In April, Mr. Cipollone and Patrick F. Philbin, his deputy, met with the panel separately, said two people familiar with the sessions, who spoke on condition of anonymity because they were not authorized to make the meetings public.

The two men were not under oath at the time and their interviews were not transcribed. Since then, Mr. Cipollone resists testifying publicly, despite the committee’s calls to do so.

“Our committee is confident that Donald Trump does not want Mr. Cipollone to testify here. But we believe the American people deserve to hear from Mr. Cipollone in person,” Ms Cheney announced from the podium at a hearing last week. “He should appear before this committee and we are working to secure his testimony.”

At a hearing on Tuesday, the committee heard testimony from a former White House aide Cassidy Hutchinson, who described Mr. Cipollone described during the events of January 6.

“Mark, we need to do something more,” said Ms. Hutchinson, who heard Mr. Cipollone say to the White House chief of staff, Mark Meadows, on Jan. 6 as Mr.

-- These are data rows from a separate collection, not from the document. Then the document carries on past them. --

//! Slug-to-TMDB-id mappings
//!
//! The domain and the deck builder speak in questionnaire slugs; only
//! this adapter knows the catalog's numeric ids. Unknown slugs map to
//! `None` and are skipped by the query builder.

/// TMDB watch-provider id for a streaming service slug
pub fn provider_id(slug: &str) -> Option<u64> {
    match slug {
        "netflix" => Some(8),
        "prime" => Some(9),
        "hulu" => Some(15),
        "disney" => Some(337),
        _ => None,
    }
}

/// TMDB genre id for a questionnaire genre slug
pub fn genre_id(slug: &str) -> Option<u64> {
    match slug {
        "action" => Some(28),
        "comedy" => Some(35),
        "drama" => Some(18),
        "horror" => Some(27),
        "romance" => Some(10749),
        "science_fiction" => Some(878),
        "fantasy" => Some(14),
        "thriller" => Some(53),
        // Used by the mood-derived query bundles
        "family" => Some(10751),
        "documentary" => Some(99),
        _ => None,
    }
}

/// Join mapped ids with TMDB's OR separator, skipping unknown slugs.
/// Returns `None` when nothing mapped.
pub fn join_ids(slugs: &[String], map: fn(&str) -> Option<u64>) -> Option<String> {
    let ids: Vec<String> = slugs
        .iter()
        .filter_map(|s| map(s))
        .map(|id| id.to_string())
        .collect();
    if ids.is_empty() {
        None
    } else {
        Some(ids.join("|"))
    }
}
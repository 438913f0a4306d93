//! Movie catalog port
//!
//! Defines the interface to the external movie-metadata provider.
//! Implementations (adapters) live in the infrastructure layer; the
//! deck builder only ever sees this trait.

use async_trait::async_trait;
use reelmatch_domain::Movie;
use thiserror::Error;

/// Errors that can occur talking to the movie catalog
#[derive(Error, Debug)]
pub enum CatalogError {
    #[error("Request failed: {0}")]
    RequestFailed(String),

    #[error("Catalog returned status {status}")]
    BadStatus { status: u16 },

    #[error("Could not decode catalog response: {0}")]
    Decode(String),
}

/// Sort order for discover queries
#[derive(Debug, Clone, Copy, PartialEq, Eq, Default)]
pub enum SortOrder {
    /// Most popular first (the catalog's default relevance)
    #[default]
    Popularity,
    /// Best rated first
    VoteAverage,
}

/// A filtered discover query, expressed in domain slugs.
///
/// Genre and provider values are the questionnaire/service slugs
/// (`"comedy"`, `"netflix"`); the adapter owns the mapping to catalog
/// ids. Unmappable slugs are skipped, not errors.
#[derive(Debug, Clone, PartialEq)]
pub struct DiscoverQuery {
    pub genres: Vec<String>,
    pub providers: Vec<String>,
    /// Inclusive `YYYY-MM-DD` lower bound on release date
    pub release_after: Option<String>,
    /// Inclusive `YYYY-MM-DD` upper bound on release date
    pub release_before: Option<String>,
    pub min_vote_average: f64,
    pub min_vote_count: u32,
    pub sort: SortOrder,
    pub page: u32,
}

impl Default for DiscoverQuery {
    fn default() -> Self {
        Self {
            genres: Vec::new(),
            providers: Vec::new(),
            release_after: None,
            release_before: None,
            min_vote_average: 6.0,
            min_vote_count: 100,
            sort: SortOrder::default(),
            page: 1,
        }
    }
}

impl DiscoverQuery {
    pub fn with_page(mut self, page: u32) -> Self {
        self.page = page;
        self
    }
}

/// Gateway to the external movie-metadata provider
#[async_trait]
pub trait MovieCatalog: Send + Sync {
    /// One page of candidates matching the filter
    async fn discover(&self, query: &DiscoverQuery) -> Result<Vec<Movie>, CatalogError>;

    /// A single movie enriched with runtime, watch-provider, and
    /// certification data
    async fn movie_details(&self, movie_id: u64) -> Result<Movie, CatalogError>;
}

#[cfg(test)]
mod tests {
    use super::*;

    #[test]
    fn test_default_query_thresholds() {
        let query = DiscoverQuery::default();
        assert_eq!(query.min_vote_average, 6.0);
        assert_eq!(query.min_vote_count, 100);
        assert_eq!(query.page, 1);
        assert_eq!(query.sort, SortOrder::Popularity);
    }

    #[test]
    fn test_with_page() {
        let query = DiscoverQuery::default().with_page(2);
        assert_eq!(query.page, 2);
    }
}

Trump’s supporters entered the Capitol. “They’re literally calling for the vice president to be hanged.”

“You heard him, Pat,” she said, Mr. Meadows replied. “He thinks Mike deserves it. He doesn’t think they’re doing anything wrong.”

Ms. Hutchinson also testified that Mr. Cipollone objected to suggestions that Mr. Allowing Trump to join a crowd of his supporters marching toward the Capitol. “We’ll be charged with every crime imaginable,” Mrs. Hutchinson said, Mr. Cipollone told her.

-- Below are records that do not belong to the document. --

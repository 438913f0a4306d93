//! Participant actions merged by the session store

use crate::priming::PreferenceAnswers;
use crate::session::entities::SessionPhase;
use serde::{Deserialize, Serialize};

/// A participant action against one session
///
/// Actions arrive over an at-least-once transport, so every variant
/// merges idempotently: membership changes are set operations, the
/// rest overwrite scalars. Replaying an action leaves the session in
/// the same state it produced the first time.
#[derive(Debug, Clone, PartialEq, Serialize, Deserialize)]
#[serde(tag = "kind", rename_all = "camelCase")]
pub enum SessionAction {
    #[serde(rename_all = "camelCase")]
    Join {
        session_id: String,
        participant_id: String,
        as_host: bool,
    },
    #[serde(rename_all = "camelCase")]
    Leave {
        session_id: String,
        participant_id: String,
    },
    #[serde(rename_all = "camelCase")]
    SetPhase {
        session_id: String,
        phase: SessionPhase,
    },
    #[serde(rename_all = "camelCase")]
    SetSharedConfig {
        session_id: String,
        config: Vec<String>,
    },
    #[serde(rename_all = "camelCase")]
    RecordIntakeAnswer {
        session_id: String,
        participant_id: String,
        answers: PreferenceAnswers,
    },
}

impl SessionAction {
    /// The session this action targets
    pub fn session_id(&self) -> &str {
        match self {
            SessionAction::Join { session_id, .. }
            | SessionAction::Leave { session_id, .. }
            | SessionAction::SetPhase { session_id, .. }
            | SessionAction::SetSharedConfig { session_id, .. }
            | SessionAction::RecordIntakeAnswer { session_id, .. } => session_id,
        }
    }

    /// Whether this action may create a session record
    pub fn creates_session(&self) -> bool {
        matches!(self, SessionAction::Join { .. })
    }
}
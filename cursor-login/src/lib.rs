//! OAuth/PKCE login and token-refresh credential core for talking to Cursor.
//!
//! Tokens are opaque to this crate: we never verify a signature, only read
//! the unverified `exp` claim to estimate local expiry.

pub mod auth_manager;
pub mod checksum;
pub mod credentials;
pub mod error;
mod jwt;
pub mod oauth;
pub mod pkce;

pub use auth_manager::AuthManager;
pub use checksum::generate_checksum;
pub use credentials::CredentialRecord;
pub use credentials::CredentialStore;
pub use credentials::FileCredentialStore;
pub use credentials::InMemoryCredentialStore;
pub use credentials::default_credential_path;
pub use error::AuthError;
pub use error::Result;
pub use jwt::expiry_ms_from_jwt;
pub use oauth::DEFAULT_API_BASE;
pub use oauth::OAuthTokens;
pub use oauth::RefreshedToken;
pub use pkce::PkceLogin;
pub use pkce::start_pkce_login;
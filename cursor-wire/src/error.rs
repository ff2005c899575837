use thiserror::Error;

pub type Result<T> = std::result::Result<T, WireError>;

/// Failures raised while decoding the schema-free binary codec or the
/// length-prefixed frame transport. Every variant here is fatal to whatever
/// session is reading the bytes: there is no partial-recovery path for a
/// corrupt frame or a malformed varint.
#[derive(Error, Debug)]
pub enum WireError {
    #[error("varint exceeds 10 bytes")]
    VarintTooLong,

    #[error("truncated varint")]
    TruncatedVarint,

    #[error("truncated LEN payload: wanted {wanted} bytes, had {had}")]
    TruncatedPayload { wanted: usize, had: usize },

    #[error("field number {0} out of range")]
    FieldNumberOutOfRange(u64),

    #[error("unknown wire type {0}")]
    UnknownWireType(u64),

    #[error("malformed trailer: {0}")]
    MalformedTrailer(String),

    #[error("grpc-status {status}: {message}")]
    TrailerStatus { status: i64, message: String },

    #[error("value is not a valid UTF-8 string")]
    InvalidUtf8,
}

Mr. Cipollone was also present at key moments leading up to the storming of the Capitol, including key talks and meetings where Mr. Trump discussed how he would use his office’s powers to try to undo the election.

Mr. Cipollone, who defended Mr. Trump during his first impeachment trial, opposed some of the most extreme plans the president was considering. He attended meetings with Trump allies who urged the military to confiscate voting machines and in which Attorney General William P. Barr tendered his resignation after making clear that the Justice Department had found no widespread fraud in the US election. 2020.

Mr. Cipollone, who was on a par with Mr Barr and a White House attorney named Eric Herschmann, also tried to persuade Mr Trump to stop pursuing unfounded claims of fraud. He opposed carrying out a plan suggested by Jeffrey Clark, a Justice Department attorney who had sought to distribute official letters to state lawmakers falsely warning them that the election may have been stolen and urging them to get the certified reconsider results.

“That letter this man wants to send — that letter is a murder-suicide pact,” Mr Cipollone told Mr Trump, according to testimony the panel has received. “It will damage anyone who touches it. And we must have nothing to do with that letter. I never want to see that letter again.”